The Hitman's Bodyguard
Release Date: August 31st, 2017

About The Production

'I have a job for you …"
- Agent Amelia Roussel

Nearly everybody the notoriously lethal hitman Darius Kincaid (Samuel L. Jackson) has ever met across the globe want him dead – but that's only if Michael Bryce (Ryan Reynolds), the vigilant bodyguard recruited to protect him at all costs, doesn't shoot him out of sheer infuriation first. The hair-triggering rivalry and potential joining of forces between a high-flying, Triple-A rated hired gun and a protection specialist results in an outrageous, fast-paced action comedy that twists and twines the hitman thriller, the bodyguard romance and the odd-couple buddy comedy into one irreverently fun ride. Featuring a hilarious 'bromance" between blockbuster stars Ryan Reynolds and Samuel L. Jackson, creatively choreographed fight scenes and exhilarating high-speed chases The Hitman's Bodyguard offers a non-stop mashup of laughs and outrageous action.

The wild chase begins when Interpol strikes a risky deal with a newly captured Kincaid: if he agrees to be a star witness against the bloodthirsty Belarusian tyrant Vladislav Dukhovich (Gary Oldman) in the International Criminal Court, they'll free Kincaid's cherished, and not-to-be-trifled with, wife Sonia (Salma Hayek) from jail. There's just one problem: Interpol has only 24 hours to transport Kincaid from the North of England to The Hague – knowing full well that cutthroats and assassins will be lying in wait to hit the hitman the entire way to Holland.

Things go wrong right off the bat, as Interpol Agent Amelia Roussel (Elodie Yung) leads the prison convoy transporting Kincaid into an ambush. Determined to get an unrattled Kincaid to his destination, she calls on the only guy she knows who can protect the unprotectable: her bitter, burnt-out ex-boyfriend and former hotshot bodyguard, Michael Bryce. Once Bryce was at the top of the executive protection game, but after a job gone sour he's lost his edge. He has everything to prove, but zero desire to prove it with Kincaid.

The two are not strangers.
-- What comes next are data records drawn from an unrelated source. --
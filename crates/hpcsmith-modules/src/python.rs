//! User-scope CPython build, tracking the newest upstream release.

use crate::builder::{ModuleError, SourceRelease, configure_make_install, verify_binary};
use crate::module::PYTHON;
use crate::profile;
use crate::versions::{PYTHON_INDEX, latest_python_release};
use hpcsmith_core::config::ToolchainConfig;
use hpcsmith_system::install_packages;
use hpcsmith_system::os::PackageManager;

const APT_DEPS: &[&str] = &[
    "build-essential",
    "libssl-dev",
    "zlib1g-dev",
    "libncurses5-dev",
    "libncursesw5-dev",
    "libreadline-dev",
    "libsqlite3-dev",
    "libgdbm-dev",
    "libdb5.3-dev",
    "libbz2-dev",
    "libexpat1-dev",
    "liblzma-dev",
    "tk-dev",
    "wget",
    "curl",
];

const DNF_DEPS: &[&str] = &[
    "gcc",
    "make",
    "openssl-devel",
    "bzip2-devel",
    "libffi-devel",
    "zlib-devel",
    "readline-devel",
    "sqlite-devel",
    "xz-devel",
    "tk-devel",
    "wget",
    "curl",
];

pub struct PythonInstaller<'a> {
    config: &'a ToolchainConfig,
    package_manager: PackageManager,
}

impl<'a> PythonInstaller<'a> {
    pub fn new(config: &'a ToolchainConfig, package_manager: PackageManager) -> Self {
        Self {
            config,
            package_manager,
        }
    }

    pub async fn install(&self) -> Result<(), ModuleError> {
        let install_dir = PYTHON.install_dir(self.config);
        let python = install_dir.join("bin/python3");

        if python.exists() {
            let version = verify_binary(&python, "python").await?;
            tracing::info!(%version, "Python already installed");
            return Ok(());
        }

        let version = latest_python_release().await?;
        tracing::info!(%version, "building Python");

        let deps = match self.package_manager {
            PackageManager::Apt => APT_DEPS,
            PackageManager::Dnf => DNF_DEPS,
        };
        install_packages(self.package_manager, deps).await?;

        let archive = format!("Python-{version}.tar.xz");
        let release = SourceRelease {
            sources_dir: &self.config.sources_dir,
            url: format!("{PYTHON_INDEX}{version}/{archive}"),
            archive,
            unpacked_dir: format!("Python-{version}"),
        };
        let source_dir = release.fetch().await?;

        let prefix = format!("--prefix={install_dir}");
        configure_make_install(&source_dir, "./configure", &[prefix.as_str(), "--enable-optimizations"])
            .await?;

        let needles = PYTHON.profile_needles(self.config);
        profile::ensure_lines(
            &self.config.shell_profile,
            &needles[0],
            &PYTHON.export_lines(self.config),
        )?;

        let installed = verify_binary(&python, "python").await?;
        tracing::info!(version = %installed, "Python installed");
        Ok(())
    }
}
//! Distribution detection via `/etc/os-release`.

use hpcsmith_core::command_exists;
use thiserror::Error;

const OS_RELEASE: &str = "/etc/os-release";

#[derive(Error, Debug)]
pub enum DetectError {
    #[error("cannot detect OS: {path}: {source}")]
    Unreadable {
        path: &'static str,
        source: std::io::Error,
    },
    #[error("unsupported distribution: {0}")]
    Unsupported(String),
}

/// Package manager driving system-scope installs.
#[derive(Debug, Clone, Copy, PartialEq, Eq)]
pub enum PackageManager {
    Apt,
    Dnf,
}

impl PackageManager {
    pub fn as_str(&self) -> &'static str {
        match self {
            PackageManager::Apt => "apt",
            PackageManager::Dnf => "dnf",
        }
    }

    /// Map an os-release `ID` to its package manager.
    pub fn for_distro(id: &str) -> Option<Self> {
        match id {
            "ubuntu" | "debian" => Some(PackageManager::Apt),
            "centos" | "rhel" | "fedora" | "rocky" | "almalinux" => Some(PackageManager::Dnf),
            _ => None,
        }
    }

    /// First supported manager present on `$PATH`, if any.
    ///
    /// Used during cleanup, where the host may be in a state os-release
    /// detection would reject.
    pub fn first_available() -> Option<Self> {
        if command_exists("apt") {
            Some(PackageManager::Apt)
        } else if command_exists("dnf") {
            Some(PackageManager::Dnf)
        } else {
            None
        }
    }
}

/// Fields read from `/etc/os-release`.
#[derive(Debug, Clone, Default)]
pub struct OsRelease {
    pub name: Option<String>,
    pub version_id: Option<String>,
    pub id: Option<String>,
}

/// Detected distribution plus its package manager.
#[derive(Debug, Clone)]
pub struct SystemInfo {
    pub os: OsRelease,
    pub package_manager: PackageManager,
}

/// Parse os-release content into its interesting fields.
///
/// Lines are `KEY=value`; values may be double-quoted.
pub fn parse_os_release(content: &str) -> OsRelease {
    let mut release = OsRelease::default();

    for line in content.lines() {
        let Some((key, value)) = line.split_once('=') else {
            continue;
        };
        let value = value.trim().trim_matches('"').to_string();

        match key.trim() {
            "NAME" => release.name = Some(value),
            "VERSION_ID" => release.version_id = Some(value),
            "ID" => release.id = Some(value),
            _ => {}
        }
    }

    release
}

/// Detect the running distribution and its package manager.
pub fn detect() -> Result<SystemInfo, DetectError> {
    let content = std::fs::read_to_string(OS_RELEASE).map_err(|source| DetectError::Unreadable {
        path: OS_RELEASE,
        source,
    })?;

    let os = parse_os_release(&content);
    let id = os.id.clone().unwrap_or_default();

    let package_manager =
        PackageManager::for_distro(&id).ok_or_else(|| DetectError::Unsupported(id))?;

    tracing::debug!(
        name = os.name.as_deref().unwrap_or("unknown"),
        version = os.version_id.as_deref().unwrap_or("unknown"),
        manager = package_manager.as_str(),
        "detected distribution"
    );

    Ok(SystemInfo { os, package_manager })
}

#[cfg(test)]
mod tests {
    use super::*;

    const UBUNTU: &str = r#"PRETTY_NAME="Ubuntu 24.04.1 LTS"
NAME="Ubuntu"
VERSION_ID="24.04"
VERSION="24.04.1 LTS (Noble Numbat)"
ID=ubuntu
ID_LIKE=debian
"#;

    const ROCKY: &str = r#"NAME="Rocky Linux"
VERSION="9.4 (Blue Onyx)"
ID="rocky"
VERSION_ID="9.4"
"#;

    #[test]
    fn test_parse_quoted_and_bare_values() {
        let os = parse_os_release(UBUNTU);
        assert_eq!(os.name.as_deref(), Some("Ubuntu"));
        assert_eq!(os.version_id.as_deref(), Some("24.04"));
        assert_eq!(os.id.as_deref(), Some("ubuntu"));

        let os = parse_os_release(ROCKY);
        assert_eq!(os.id.as_deref(), Some("rocky"));
    }

    #[test]
    fn test_parse_ignores_malformed_lines() {
        let os = parse_os_release("garbage\nID=debian\n# comment");
        assert_eq!(os.id.as_deref(), Some("debian"));
        assert!(os.name.is_none());
    }

    #[test]
    fn test_manager_for_distro() {
        assert_eq!(PackageManager::for_distro("ubuntu"), Some(PackageManager::Apt));
        assert_eq!(PackageManager::for_distro("debian"), Some(PackageManager::Apt));
        assert_eq!(PackageManager::for_distro("rocky"), Some(PackageManager::Dnf));
        assert_eq!(PackageManager::for_distro("fedora"), Some(PackageManager::Dnf));
        assert_eq!(PackageManager::for_distro("arch"), None);
        assert_eq!(PackageManager::for_distro(""), None);
    }
}
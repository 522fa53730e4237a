//! Shared download / unpack / autotools plumbing for module builds.

use crate::versions::VersionError;
use camino::{Utf8Path, Utf8PathBuf};
use hpcsmith_core::command::{CommandError, command, run};
use hpcsmith_system::cpu_count;
use thiserror::Error;

#[derive(Error, Debug)]
pub enum ModuleError {
    #[error(transparent)]
    Command(#[from] CommandError),
    #[error(transparent)]
    Version(#[from] VersionError),
    #[error("IO error: {0}")]
    Io(#[from] std::io::Error),
    #[error("{module} verification failed: {detail}")]
    Verify { module: &'static str, detail: String },
}

/// One upstream source release: where it comes from and what it unpacks to.
pub(crate) struct SourceRelease<'a> {
    pub sources_dir: &'a Utf8Path,
    pub url: String,
    pub archive: String,
    pub unpacked_dir: String,
}

impl SourceRelease<'_> {
    /// Download and unpack, skipping whatever a previous run left behind.
    /// Returns the unpacked source directory.
    pub async fn fetch(&self) -> Result<Utf8PathBuf, ModuleError> {
        std::fs::create_dir_all(self.sources_dir)?;

        if !self.sources_dir.join(&self.archive).exists() {
            tracing::info!(archive = %self.archive, "downloading source");
            let mut cmd = command("wget", &[self.url.as_str()]);
            cmd.current_dir(self.sources_dir);
            run(&mut cmd, "wget").await?;
        } else {
            tracing::info!(archive = %self.archive, "source already downloaded");
        }

        let source_dir = self.sources_dir.join(&self.unpacked_dir);
        if !source_dir.exists() {
            let mut cmd = command("tar", &["-xf", self.archive.as_str()]);
            cmd.current_dir(self.sources_dir);
            run(&mut cmd, "tar").await?;
        }

        Ok(source_dir)
    }
}

/// `<configure> <args...>` then `make -jN` then `make install`, all in `dir`.
pub(crate) async fn configure_make_install(
    dir: &Utf8Path,
    configure: &str,
    args: &[&str],
) -> Result<(), ModuleError> {
    let mut cmd = command(configure, args);
    cmd.current_dir(dir);
    run(&mut cmd, "configure").await?;

    let jobs = format!("-j{}", cpu_count());
    let mut make = command("make", &[jobs.as_str()]);
    make.current_dir(dir);
    run(&mut make, "make").await?;

    let mut install = command("make", &["install"]);
    install.current_dir(dir);
    run(&mut install, "make install").await?;

    Ok(())
}

/// Run `<binary> --version` and return the first line of its output.
pub(crate) async fn verify_binary(
    binary: &Utf8Path,
    module: &'static str,
) -> Result<String, ModuleError> {
    if !binary.exists() {
        return Err(ModuleError::Verify {
            module,
            detail: format!("{binary} not found"),
        });
    }

    let output = run(&mut command(binary.as_str(), &["--version"]), module)
        .await
        .map_err(|e| ModuleError::Verify {
            module,
            detail: e.to_string(),
        })?;

    Ok(output.lines().next().unwrap_or_default().to_string())
}
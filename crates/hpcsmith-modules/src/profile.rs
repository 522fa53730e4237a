//! Shell-profile editing.
//!
//! Exports are guarded by a marker substring so repeated installs never
//! stack duplicate lines, and removal filters by substring so unrelated
//! user content is preserved byte for byte.

use camino::Utf8Path;
use std::io::Write;

/// Append the given lines unless the marker substring is already present.
///
/// Creates the profile if it does not exist. Returns true when lines
/// were appended.
pub fn ensure_lines<S: AsRef<str>>(
    profile: &Utf8Path,
    marker: &str,
    lines: &[S],
) -> std::io::Result<bool> {
    let content = match std::fs::read_to_string(profile) {
        Ok(content) => content,
        Err(e) if e.kind() == std::io::ErrorKind::NotFound => String::new(),
        Err(e) => return Err(e),
    };

    if content.contains(marker) {
        return Ok(false);
    }

    let mut file = std::fs::OpenOptions::new()
        .create(true)
        .append(true)
        .open(profile)?;
    writeln!(file)?;
    for line in lines {
        writeln!(file, "{}", line.as_ref())?;
    }
    Ok(true)
}

/// Drop every line containing any of the given substrings.
///
/// A missing profile is fine. Returns true when the file was rewritten.
pub fn strip_lines<S: AsRef<str>>(profile: &Utf8Path, needles: &[S]) -> std::io::Result<bool> {
    let content = match std::fs::read_to_string(profile) {
        Ok(content) => content,
        Err(e) if e.kind() == std::io::ErrorKind::NotFound => return Ok(false),
        Err(e) => return Err(e),
    };

    let kept: Vec<&str> = content
        .lines()
        .filter(|line| !needles.iter().any(|needle| line.contains(needle.as_ref())))
        .collect();

    if kept.len() == content.lines().count() {
        return Ok(false);
    }

    let mut rewritten = kept.join("\n");
    if !rewritten.is_empty() {
        rewritten.push('\n');
    }
    std::fs::write(profile, rewritten)?;
    Ok(true)
}

#[cfg(test)]
mod tests {
    use super::*;
    use camino::Utf8PathBuf;
    use tempfile::TempDir;

    fn profile_in(temp: &TempDir) -> Utf8PathBuf {
        Utf8PathBuf::try_from(temp.path().join(".bashrc")).unwrap()
    }

    #[test]
    fn test_ensure_creates_and_is_idempotent() {
        let temp = TempDir::new().unwrap();
        let profile = profile_in(&temp);
        let lines = [r#"export PATH="/home/u/hpc/python/bin:$PATH""#];

        assert!(ensure_lines(&profile, "hpc/python/bin", &lines).unwrap());
        assert!(!ensure_lines(&profile, "hpc/python/bin", &lines).unwrap());

        let content = std::fs::read_to_string(&profile).unwrap();
        assert_eq!(content.matches("hpc/python/bin").count(), 1);
    }

    #[test]
    fn test_ensure_preserves_existing_content() {
        let temp = TempDir::new().unwrap();
        let profile = profile_in(&temp);
        std::fs::write(&profile, "alias ll='ls -l'\n").unwrap();

        ensure_lines(&profile, "hpc/openmpi/bin", &["export PATH=..."]).unwrap();

        let content = std::fs::read_to_string(&profile).unwrap();
        assert!(content.starts_with("alias ll='ls -l'\n"));
        assert!(content.contains("export PATH=..."));
    }

    #[test]
    fn test_strip_removes_only_matching_lines() {
        let temp = TempDir::new().unwrap();
        let profile = profile_in(&temp);
        std::fs::write(
            &profile,
            "alias ll='ls -l'\n\
             export PATH=\"/home/u/hpc/openmpi/bin:$PATH\"\n\
             export LD_LIBRARY_PATH=\"/home/u/hpc/openmpi/lib:$LD_LIBRARY_PATH\"\n\
             export EDITOR=vim\n",
        )
        .unwrap();

        let changed =
            strip_lines(&profile, &["/home/u/hpc/openmpi/bin", "/home/u/hpc/openmpi/lib"]).unwrap();
        assert!(changed);

        let content = std::fs::read_to_string(&profile).unwrap();
        assert_eq!(content, "alias ll='ls -l'\nexport EDITOR=vim\n");
    }

    #[test]
    fn test_strip_missing_profile_is_ok() {
        let temp = TempDir::new().unwrap();
        let profile = profile_in(&temp);
        assert!(!strip_lines(&profile, &["anything"]).unwrap());
    }

    #[test]
    fn test_strip_without_matches_leaves_file_alone() {
        let temp = TempDir::new().unwrap();
        let profile = profile_in(&temp);
        std::fs::write(&profile, "export EDITOR=vim\n").unwrap();

        assert!(!strip_lines(&profile, &["hpc/gcc/bin"]).unwrap());
        assert_eq!(std::fs::read_to_string(&profile).unwrap(), "export EDITOR=vim\n");
    }
}
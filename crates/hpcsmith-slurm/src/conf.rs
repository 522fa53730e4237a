//! slurm.conf rendering for a single-node deployment.

use crate::paths::SlurmPaths;

/// Service account the daemons run as.
pub const SLURM_USER: &str = "slurm";

/// Inputs for rendering slurm.conf.
#[derive(Debug)]
pub struct ConfContext<'a> {
    pub cluster_name: &'a str,
    /// Hostname acting as both controller and the single compute node.
    pub control_host: &'a str,
    /// Logical CPUs advertised for the node entry.
    pub cpus: usize,
    pub paths: &'a SlurmPaths,
}

/// Render a complete single-node slurm.conf.
///
/// Cgroup tracking is disabled so the configuration works in containers
/// and minimal VMs; the whole host becomes one node in one default
/// partition.
pub fn render(ctx: &ConfContext) -> String {
    let ConfContext {
        cluster_name,
        control_host,
        cpus,
        paths,
    } = ctx;

    format!(
        r#"ClusterName={cluster_name}
SlurmctldHost={control_host}

SlurmUser={SLURM_USER}
StateSaveLocation={state_save}
SlurmdSpoolDir={spool_dir}

AuthType=auth/munge
ProctrackType=proctrack/linuxproc
TaskPlugin=task/none
JobAcctGatherType=jobacct_gather/none
CgroupPlugin=disabled

SlurmctldPidFile={run_dir}/slurmctld.pid
SlurmdPidFile={run_dir}/slurmd.pid

SlurmctldLogFile={log_dir}/slurmctld.log
SlurmdLogFile={log_dir}/slurmd.log

SelectType=select/cons_tres
SchedulerType=sched/backfill

NodeName={control_host} CPUs={cpus} State=UNKNOWN
PartitionName=debug Nodes={control_host} Default=YES MaxTime=INFINITE State=UP
"#,
        state_save = paths.ctld_spool,
        spool_dir = paths.d_spool,
        run_dir = paths.run_dir,
        log_dir = paths.log_dir,
    )
}

#[cfg(test)]
mod tests {
    use super::*;

    #[test]
    fn test_render_single_node_conf() {
        let paths = SlurmPaths::default();
        let conf = render(&ConfContext {
            cluster_name: "cluster",
            control_host: "node01",
            cpus: 8,
            paths: &paths,
        });

        assert!(conf.contains("ClusterName=cluster"));
        assert!(conf.contains("SlurmctldHost=node01"));
        assert!(conf.contains("SlurmUser=slurm"));
        assert!(conf.contains("StateSaveLocation=/var/spool/slurmctld"));
        assert!(conf.contains("SlurmdSpoolDir=/var/spool/slurmd"));
        assert!(conf.contains("AuthType=auth/munge"));
        assert!(conf.contains("SlurmctldPidFile=/run/slurm/slurmctld.pid"));
        assert!(conf.contains("NodeName=node01 CPUs=8 State=UNKNOWN"));
        assert!(conf.contains("PartitionName=debug Nodes=node01 Default=YES"));
    }

    #[test]
    fn test_render_follows_relocated_paths() {
        let paths = SlurmPaths::under(camino::Utf8Path::new("/sandbox"));
        let conf = render(&ConfContext {
            cluster_name: "bench",
            control_host: "h",
            cpus: 1,
            paths: &paths,
        });

        assert!(conf.contains("StateSaveLocation=/sandbox/var/spool/slurmctld"));
        assert!(conf.contains("SlurmdLogFile=/sandbox/var/log/slurm/slurmd.log"));
    }
}
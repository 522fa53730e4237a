//! Slurm integration for hpcsmith.
//!
//! Detect the health of an existing deployment, repair broken runtime
//! state, install from source, and tear everything back down.

pub mod conf;
pub mod install;
pub mod paths;
pub mod remove;
pub mod status;

pub use conf::ConfContext;
pub use install::{InstallError, SlurmInstaller};
pub use paths::SlurmPaths;
pub use remove::SlurmRemover;
pub use status::{HostProbe, LiveHost, SlurmStatus, StatusProber};
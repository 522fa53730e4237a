//! Effective-uid privilege gate.

use nix::unistd::Uid;
use thiserror::Error;

#[derive(Error, Debug)]
#[error("{task} requires root; rerun with sudo")]
pub struct PrivilegeError {
    task: String,
}

/// True if the process runs with an effective uid of 0.
pub fn is_root() -> bool {
    Uid::effective().is_root()
}

/// Gate a system-scope task on root privilege.
pub fn require_root(task: &str) -> Result<(), PrivilegeError> {
    if is_root() {
        Ok(())
    } else {
        Err(PrivilegeError {
            task: task.to_string(),
        })
    }
}

#[cfg(test)]
mod tests {
    use super::*;

    #[test]
    fn test_error_names_the_task() {
        let err = PrivilegeError {
            task: "Slurm removal".to_string(),
        };
        assert_eq!(err.to_string(), "Slurm removal requires root; rerun with sudo");
    }
}
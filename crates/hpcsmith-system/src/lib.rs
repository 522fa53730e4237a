//! OS and host detection for hpcsmith.
//!
//! Answers two questions the orchestrators gate on: which package manager
//! drives this host, and how big is the node we are configuring.

pub mod host;
pub mod os;
pub mod pkg;

pub use host::{HostError, cpu_count, hostname};
pub use os::{DetectError, OsRelease, PackageManager, SystemInfo, detect};
pub use pkg::{install_packages, purge_packages};
//! Full system-scope removal of Slurm and Munge.
//!
//! Everything here is best-effort except the privilege gate: stopping a
//! service that never ran or purging a package that was never installed
//! leaves the host in the desired end state either way.

use crate::paths::SlurmPaths;
use hpcsmith_core::command::{command, run_unchecked};
use hpcsmith_core::privilege::{PrivilegeError, require_root};
use hpcsmith_core::{fsutil, systemd};
use hpcsmith_system::os::PackageManager;
use hpcsmith_system::purge_packages;

/// Units stopped and disabled before anything is deleted.
pub const REMOVAL_UNITS: &[&str] = &["slurmctld", "slurmd", "slurmdbd", "munge"];

/// System accounts deleted at the end.
const REMOVAL_USERS: &[&str] = &["slurm", "munge"];

const APT_PURGE: &[&str] = &["slurm-wlm", "munge", "slurmctld", "slurmd", "slurmdbd"];
const DNF_REMOVE: &[&str] = &["slurm", "munge", "slurm-slurmctld", "slurm-slurmd", "slurm-slurmdbd"];

/// Tears down services, packages, directories, and users.
pub struct SlurmRemover<'a> {
    paths: &'a SlurmPaths,
}

impl<'a> SlurmRemover<'a> {
    pub fn new(paths: &'a SlurmPaths) -> Self {
        Self { paths }
    }

    /// Remove the whole deployment. Requires root; performs no side
    /// effects without it.
    pub async fn remove(&self) -> Result<(), PrivilegeError> {
        require_root("Slurm removal")?;

        self.stop_services().await;

        match PackageManager::first_available() {
            Some(manager) => self.remove_packages(manager).await,
            None => {
                tracing::warn!("no supported package manager found; skipping package removal");
            }
        }

        self.remove_directories();
        self.remove_users().await;
        systemd::daemon_reload_unchecked().await;

        tracing::info!("Slurm and Munge removed");
        Ok(())
    }

    async fn stop_services(&self) {
        for unit in REMOVAL_UNITS {
            systemd::stop_unit(unit).await;
            systemd::disable_unit(unit).await;
        }
    }

    async fn remove_packages(&self, manager: PackageManager) {
        tracing::info!(manager = manager.as_str(), "purging Slurm and Munge packages");

        let packages = match manager {
            PackageManager::Apt => APT_PURGE,
            PackageManager::Dnf => DNF_REMOVE,
        };
        purge_packages(manager, packages).await;
    }

    fn remove_directories(&self) {
        for dir in self.paths.purge_targets() {
            if fsutil::remove_tree(dir) {
                tracing::info!(%dir, "removed");
            }
        }
    }

    async fn remove_users(&self) {
        for user in REMOVAL_USERS {
            let _ = run_unchecked(&mut command("userdel", &[user]), "userdel").await;
        }
    }
}

#[cfg(test)]
mod tests {
    use super::*;
    use camino::Utf8PathBuf;
    use tempfile::TempDir;

    #[test]
    fn test_remove_directories_sweeps_config_and_state() {
        let temp = TempDir::new().unwrap();
        let root = Utf8PathBuf::try_from(temp.path().to_path_buf()).unwrap();
        let paths = SlurmPaths::under(&root);

        for dir in paths.purge_targets() {
            std::fs::create_dir_all(dir).unwrap();
        }
        std::fs::write(paths.conf_dir.join("slurm.conf"), b"ClusterName=x").unwrap();
        // unrelated sibling must survive
        let keep = root.join("etc/ssh");
        std::fs::create_dir_all(&keep).unwrap();

        let remover = SlurmRemover::new(&paths);
        remover.remove_directories();

        for dir in paths.purge_targets() {
            assert!(!dir.exists(), "{dir} should be gone");
        }
        assert!(keep.exists());

        // second sweep over an already-clean tree is fine
        remover.remove_directories();
    }
}
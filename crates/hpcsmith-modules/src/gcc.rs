//! User-scope GCC build, tracking the newest upstream release.
//!
//! The longest build of the three by a wide margin; GCC also wants an
//! out-of-tree build directory and its prerequisite libraries fetched
//! by the bundled contrib script.

use crate::builder::{ModuleError, SourceRelease, configure_make_install, verify_binary};
use crate::module::GCC;
use crate::profile;
use crate::versions::{GCC_INDEX, latest_gcc_release};
use hpcsmith_core::command::{command, run};
use hpcsmith_core::config::ToolchainConfig;
use hpcsmith_system::install_packages;
use hpcsmith_system::os::PackageManager;

const APT_DEPS: &[&str] = &[
    "build-essential",
    "libgmp-dev",
    "libmpfr-dev",
    "libmpc-dev",
    "wget",
    "curl",
];

const DNF_DEPS: &[&str] = &[
    "gcc",
    "gcc-c++",
    "make",
    "gmp-devel",
    "mpfr-devel",
    "libmpc-devel",
    "wget",
    "curl",
];

pub struct GccInstaller<'a> {
    config: &'a ToolchainConfig,
    package_manager: PackageManager,
}

impl<'a> GccInstaller<'a> {
    pub fn new(config: &'a ToolchainConfig, package_manager: PackageManager) -> Self {
        Self {
            config,
            package_manager,
        }
    }

    pub async fn install(&self) -> Result<(), ModuleError> {
        let install_dir = GCC.install_dir(self.config);
        let gcc = install_dir.join("bin/gcc");

        if gcc.exists() {
            let version = verify_binary(&gcc, "gcc").await?;
            tracing::info!(%version, "GCC already installed");
            return Ok(());
        }

        let version = latest_gcc_release().await?;
        tracing::info!(%version, "building GCC (this will take a while)");

        let deps = match self.package_manager {
            PackageManager::Apt => APT_DEPS,
            PackageManager::Dnf => DNF_DEPS,
        };
        install_packages(self.package_manager, deps).await?;

        let archive = format!("gcc-{version}.tar.gz");
        let release = SourceRelease {
            sources_dir: &self.config.sources_dir,
            url: format!("{GCC_INDEX}gcc-{version}/{archive}"),
            archive,
            unpacked_dir: format!("gcc-{version}"),
        };
        let source_dir = release.fetch().await?;

        if source_dir.join("contrib/download_prerequisites").exists() {
            let mut cmd = command("./contrib/download_prerequisites", &[]);
            cmd.current_dir(&source_dir);
            run(&mut cmd, "download_prerequisites").await?;
        }

        let build_dir = source_dir.join("build");
        std::fs::create_dir_all(&build_dir)?;

        let prefix = format!("--prefix={install_dir}");
        configure_make_install(
            &build_dir,
            "../configure",
            &[prefix.as_str(), "--enable-languages=c,c++", "--disable-multilib"],
        )
        .await?;

        let needles = GCC.profile_needles(self.config);
        profile::ensure_lines(
            &self.config.shell_profile,
            &needles[0],
            &GCC.export_lines(self.config),
        )?;

        let installed = verify_binary(&gcc, "gcc").await?;
        tracing::info!(version = %installed, "GCC installed");
        Ok(())
    }
}
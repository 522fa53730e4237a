//! Local host facts used when rendering the node entry in slurm.conf.

use thiserror::Error;

#[derive(Error, Debug)]
pub enum HostError {
    #[error("cannot resolve hostname: {0}")]
    Hostname(std::io::Error),
}

/// Number of logical CPUs on this host, at least 1.
pub fn cpu_count() -> usize {
    std::thread::available_parallelism().map(usize::from).unwrap_or(1)
}

/// The local hostname.
pub fn hostname() -> Result<String, HostError> {
    let name = hostname::get().map_err(HostError::Hostname)?;
    Ok(name.to_string_lossy().into_owned())
}

#[cfg(test)]
mod tests {
    use super::*;

    #[test]
    fn test_cpu_count_is_positive() {
        assert!(cpu_count() >= 1);
    }

    #[test]
    fn test_hostname_is_nonempty() {
        assert!(!hostname().unwrap().is_empty());
    }
}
In fact, after a long career dodging Kincaid's bullets, the hitman's life is the last one on earth Bryce has any inclination of saving, let alone risking his own for such a scoundrel.

As the highly skeptical hitman and his completely unenthusiastic bodyguard embark on a race against henchman coming at them from every angle, they unwittingly forge their own hilarious, awkward bond. They may not trust the other any further than their trigger fingers can aim, but their volatile mix of aggravation and admiration might just fuel them to band together long enough to reach the Hague, rekindle a romance, save Sonia and at long last restore the triple-A rating of The Hitman's Bodyguard. Says Ryan Reynolds: 'I love the bond between Bryce and Kincaid. These two guys couldn't be more polarized but as we move through the story they start to acquire begrudging love and respect for each other. There's a bromance and several love stories all wrapped up in this incredible, crazy action story." Adds Samuel L. Jackson: 'Ryan Reynolds and I go on a crazy fun jaunt through the roads of Europe – and it's full of chaos and humor between two characters who have a very unusual chemistry."

Jackson Triggers Reynolds

Ryan Reynolds's Michael Bryce has hit rock bottom when he is called upon to take the most dangerous job of his life: to protect the very man he would like to see permanently out of action. A botched job and a broken heart have led the fastidious Bryce to a lonely existence that is a shadow of who he used to be, only now he is going to have to bring his best if he's going to get his worst rival to The Hague on time and preferably in one piece.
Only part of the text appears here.